Saved data entries:

========

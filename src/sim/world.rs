//! Static tile grid the hero, arrows and slimes collide against
//!
//! Cell `(x, y)` occupies a `cell_size` square centered on
//! `(x * cell_size, y * cell_size)`. The outer ring is always wall.

use glam::Vec2;
use rand::Rng;
use serde::{Deserialize, Serialize};

use super::rect::Rect;
use crate::consts::FLOOR_VARIANTS;

/// Collision class of one grid cell
#[derive(Debug, Clone, Copy, PartialEq, Eq, Default, Serialize, Deserialize)]
pub enum Cell {
    #[default]
    Empty,
    Wall,
    Stone,
}

impl Cell {
    #[inline]
    pub fn is_solid(self) -> bool {
        self != Cell::Empty
    }
}

/// The tile world, generated once per session
#[derive(Debug, Clone)]
pub struct TileWorld {
    width: u32,
    height: u32,
    cell_size: f32,
    /// Row-major, `y * width + x`
    cells: Vec<Cell>,
    /// Floor sprite variant per cell (drawing only)
    decoration: Vec<u8>,
}

impl TileWorld {
    /// Build a walled grid with an empty interior
    pub fn generate(width: u32, height: u32, cell_size: f32) -> Self {
        let width = width.max(1);
        let height = height.max(1);
        let mut cells = vec![Cell::Empty; width as usize * height as usize];
        for y in 0..height {
            for x in 0..width {
                if x == 0 || y == 0 || x == width - 1 || y == height - 1 {
                    cells[y as usize * width as usize + x as usize] = Cell::Wall;
                }
            }
        }
        Self {
            width,
            height,
            cell_size,
            decoration: vec![0; cells.len()],
            cells,
        }
    }

    /// Roll a floor variant for every cell
    pub fn decorate<R: Rng>(&mut self, rng: &mut R) {
        for variant in &mut self.decoration {
            *variant = rng.random_range(0..FLOOR_VARIANTS);
        }
    }

    /// Turn up to `count` random interior cells into stone, leaving a
    /// `clearance` radius around `keep_clear` walkable
    pub fn scatter_stones<R: Rng>(
        &mut self,
        rng: &mut R,
        count: u32,
        keep_clear: Vec2,
        clearance: f32,
    ) -> u32 {
        if self.width < 3 || self.height < 3 {
            return 0;
        }
        let interior = (self.width - 2).saturating_mul(self.height - 2);
        let target = count.min(interior);
        let mut placed = 0;
        let mut attempts = target.saturating_mul(8);
        while placed < target && attempts > 0 {
            attempts -= 1;
            let x = rng.random_range(1..self.width - 1);
            let y = rng.random_range(1..self.height - 1);
            let idx = self.index(x, y);
            if self.cells[idx] != Cell::Empty {
                continue;
            }
            let center = self.cell_center(x, y);
            if center.distance(keep_clear) < clearance + self.cell_size {
                continue;
            }
            self.cells[idx] = Cell::Stone;
            placed += 1;
        }
        if placed < count {
            log::warn!("Placed {placed} of {count} stones");
        }
        placed
    }

    pub fn width(&self) -> u32 {
        self.width
    }

    pub fn height(&self) -> u32 {
        self.height
    }

    pub fn cell_size(&self) -> f32 {
        self.cell_size
    }

    /// Cell at grid coordinates, `None` outside the grid
    pub fn cell(&self, x: i32, y: i32) -> Option<Cell> {
        if x < 0 || y < 0 || x >= self.width as i32 || y >= self.height as i32 {
            return None;
        }
        Some(self.cells[self.index(x as u32, y as u32)])
    }

    pub fn decoration(&self, x: u32, y: u32) -> u8 {
        self.decoration
            .get(self.index(x, y))
            .copied()
            .unwrap_or(0)
    }

    pub fn cell_center(&self, x: u32, y: u32) -> Vec2 {
        Vec2::new(x as f32 * self.cell_size, y as f32 * self.cell_size)
    }

    #[inline]
    fn index(&self, x: u32, y: u32) -> usize {
        y as usize * self.width as usize + x as usize
    }

    /// Grid index a world coordinate falls under
    #[inline]
    fn space_to_grid(&self, a: f32) -> i64 {
        (a / self.cell_size).floor() as i64
    }

    /// Obstacle rectangles of every solid cell near `query`
    ///
    /// The covered index range is clamped to the grid, so queries that
    /// hang off the world only see the cells that exist.
    pub fn colliders_near(&self, query: &Rect) -> Vec<Rect> {
        let mut out = Vec::new();
        self.colliders_near_into(query, &mut out);
        out
    }

    /// Same as [`colliders_near`](Self::colliders_near), writing into `buf`
    pub fn colliders_near_into(&self, query: &Rect, buf: &mut Vec<Rect>) {
        buf.clear();
        let max_x = self.width as i64 - 1;
        let max_y = self.height as i64 - 1;
        let x1 = self.space_to_grid(query.min.x).max(0);
        let y1 = self.space_to_grid(query.min.y).max(0);
        let x2 = (self.space_to_grid(query.max.x) + 1).min(max_x);
        let y2 = (self.space_to_grid(query.max.y) + 1).min(max_y);
        if x1 > x2 || y1 > y2 {
            return;
        }
        for x in x1..=x2 {
            for y in y1..=y2 {
                let cell = self.cells[self.index(x as u32, y as u32)];
                if cell.is_solid() {
                    buf.push(Rect::centered(
                        self.cell_center(x as u32, y as u32),
                        self.cell_size,
                    ));
                }
            }
        }
    }

    /// Whether `rect` overlaps any solid cell
    pub fn blocked(&self, rect: &Rect) -> bool {
        self.colliders_near(rect).iter().any(|c| c.intersects(rect))
    }

    /// Uniform point over the playable interior (one-cell margin)
    pub fn random_point<R: Rng>(&self, rng: &mut R) -> Vec2 {
        let lo = self.cell_size;
        let hi_x = (self.width as f32 - 2.0) * self.cell_size;
        let hi_y = (self.height as f32 - 2.0) * self.cell_size;
        let x = if hi_x > lo { rng.random_range(lo..hi_x) } else { lo };
        let y = if hi_y > lo { rng.random_range(lo..hi_y) } else { lo };
        Vec2::new(x, y)
    }

    /// Whether a point lies inside the playable interior
    pub fn in_interior(&self, p: Vec2) -> bool {
        let lo = self.cell_size;
        let hi_x = (self.width as f32 - 2.0) * self.cell_size;
        let hi_y = (self.height as f32 - 2.0) * self.cell_size;
        p.x >= lo && p.y >= lo && p.x <= hi_x && p.y <= hi_y
    }
}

========

Each line of the data is to be transcribed exactly.

filename src/sim/world.rs
//! Static tile grid the hero, arrows and slimes collide against
//!
//! Cell `(x, y)` occupies a `cell_size` square centered on
//! `(x * cell_size, y * cell_size)`. The outer ring is always wall.

use glam::Vec2;
use rand::Rng;
use serde::{Deserialize, Serialize};

use super::rect::Rect;
use crate::consts::FLOOR_VARIANTS;

/// Collision class of one grid cell
#[derive(Debug, Clone, Copy, PartialEq, Eq, Default, Serialize, Deserialize)]
pub enum Cell {
    #[default]
    Empty,
    Wall,
    Stone,
}

impl Cell {
    #[inline]
    pub fn is_solid(self) -> bool {
        self != Cell::Empty
    }
}

/// The tile world, generated once per session
#[derive(Debug, Clone)]
pub struct TileWorld {
    width: u32,
    height: u32,
    cell_size: f32,
    /// Row-major, `y * width + x`
    cells: Vec<Cell>,
    /// Floor sprite variant per cell (drawing only)
    decoration: Vec<u8>,
}

impl TileWorld {
    /// Build a walled grid with an empty interior
    pub fn generate(width: u32, height: u32, cell_size: f32) -> Self {
        let width = width.max(1);
        let height = height.max(1);
        let mut cells = vec![Cell::Empty; width as usize * height as usize];
        for y in 0..height {
            for x in 0..width {
                if x == 0 || y == 0 || x == width - 1 || y == height - 1 {
                    cells[y as usize * width as usize + x as usize] = Cell::Wall;
                }
            }
        }
        Self {
            width,
            height,
            cell_size,
            decoration: vec![0; cells.len()],
            cells,
        }
    }

    /// Roll a floor variant for every cell
    pub fn decorate<R: Rng>(&mut self, rng: &mut R) {
        for variant in &mut self.decoration {
            *variant = rng.random_range(0..FLOOR_VARIANTS);
        }
    }

    /// Turn up to `count` random interior cells into stone, leaving a
    /// `clearance` radius around `keep_clear` walkable
    pub fn scatter_stones<R: Rng>(
        &mut self,
        rng: &mut R,
        count: u32,
        keep_clear: Vec2,
        clearance: f32,
    ) -> u32 {
        if self.width < 3 || self.height < 3 {
            return 0;
        }
        let interior = (self.width - 2).saturating_mul(self.height - 2);
        let target = count.min(interior);
        let mut placed = 0;
        let mut attempts = target.saturating_mul(8);
        while placed < target && attempts > 0 {
            attempts -= 1;
            let x = rng.random_range(1..self.width - 1);
            let y = rng.random_range(1..self.height - 1);
            let idx = self.index(x, y);
            if self.cells[idx] != Cell::Empty {
                continue;
            }
            let center = self.cell_center(x, y);
            if center.distance(keep_clear) < clearance + self.cell_size {
                continue;
            }
            self.cells[idx] = Cell::Stone;
            placed += 1;
        }
        if placed < count {
            log::warn!("Placed {placed} of {count} stones");
        }
        placed
    }

    pub fn width(&self) -> u32 {
        self.width
    }

    pub fn height(&self) -> u32 {
        self.height
    }

    pub fn cell_size(&self) -> f32 {
        self.cell_size
    }

    /// Cell at grid coordinates, `None` outside the grid
    pub fn cell(&self, x: i32, y: i32) -> Option<Cell> {
        if x < 0 || y < 0 || x >= self.width as i32 || y >= self.height as i32 {
            return None;
        }
        Some(self.cells[self.index(x as u32, y as u32)])
    }

    pub fn decoration(&self, x: u32, y: u32) -> u8 {
        self.decoration
            .get(self.index(x, y))
            .copied()
            .unwrap_or(0)
    }

    pub fn cell_center(&self, x: u32, y: u32) -> Vec2 {
        Vec2::new(x as f32 * self.cell_size, y as f32 * self.cell_size)
    }

    #[inline]
    fn index(&self, x: u32, y: u32) -> usize {
        y as usize * self.width as usize + x as usize
    }

    /// Grid index a world coordinate falls under
    #[inline]
    fn space_to_grid(&self, a: f32) -> i64 {
        (a / self.cell_size).floor() as i64
    }

    /// Obstacle rectangles of every solid cell near `query`
    ///
    /// The covered index range is clamped to the grid, so queries that
    /// hang off the world only see the cells that exist.
    pub fn colliders_near(&self, query: &Rect) -> Vec<Rect> {
        let mut out = Vec::new();
        self.colliders_near_into(query, &mut out);
        out
    }

    /// Same as [`colliders_near`](Self::colliders_near), writing into `buf`
    pub fn colliders_near_into(&self, query: &Rect, buf: &mut Vec<Rect>) {
        buf.clear();
        let max_x = self.width as i64 - 1;
        let max_y = self.height as i64 - 1;
        let x1 = self.space_to_grid(query.min.x).max(0);
        let y1 = self.space_to_grid(query.min.y).max(0);
        let x2 = (self.space_to_grid(query.max.x) + 1).min(max_x);
        let y2 = (self.space_to_grid(query.max.y) + 1).min(max_y);
        if x1 > x2 || y1 > y2 {
            return;
        }
        for x in x1..=x2 {
            for y in y1..=y2 {
                let cell = self.cells[self.index(x as u32, y as u32)];
                if cell.is_solid() {
                    buf.push(Rect::centered(
                        self.cell_center(x as u32, y as u32),
                        self.cell_size,
                    ));
                }
            }
        }
    }

    /// Whether `rect` overlaps any solid cell
    pub fn blocked(&self, rect: &Rect) -> bool {
        self.colliders_near(rect).iter().any(|c| c.intersects(rect))
    }

    /// Uniform point over the playable interior (one-cell margin)
    pub fn random_point<R: Rng>(&self, rng: &mut R) -> Vec2 {
        let lo = self.cell_size;
        let hi_x = (self.width as f32 - 2.0) * self.cell_size;
        let hi_y = (self.height as f32 - 2.0) * self.cell_size;
        let x = if hi_x > lo { rng.random_range(lo..hi_x) } else { lo };
        let y = if hi_y > lo { rng.random_range(lo..hi_y) } else { lo };
        Vec2::new(x, y)
    }

    /// Whether a point lies inside the playable interior
    pub fn in_interior(&self, p: Vec2) -> bool {
        let lo = self.cell_size;
        let hi_x = (self.width as f32 - 2.0) * self.cell_size;
        let hi_y = (self.height as f32 - 2.0) * self.cell_size;
        p.x >= lo && p.y >= lo && p.x <= hi_x && p.y <= hi_y
    }
}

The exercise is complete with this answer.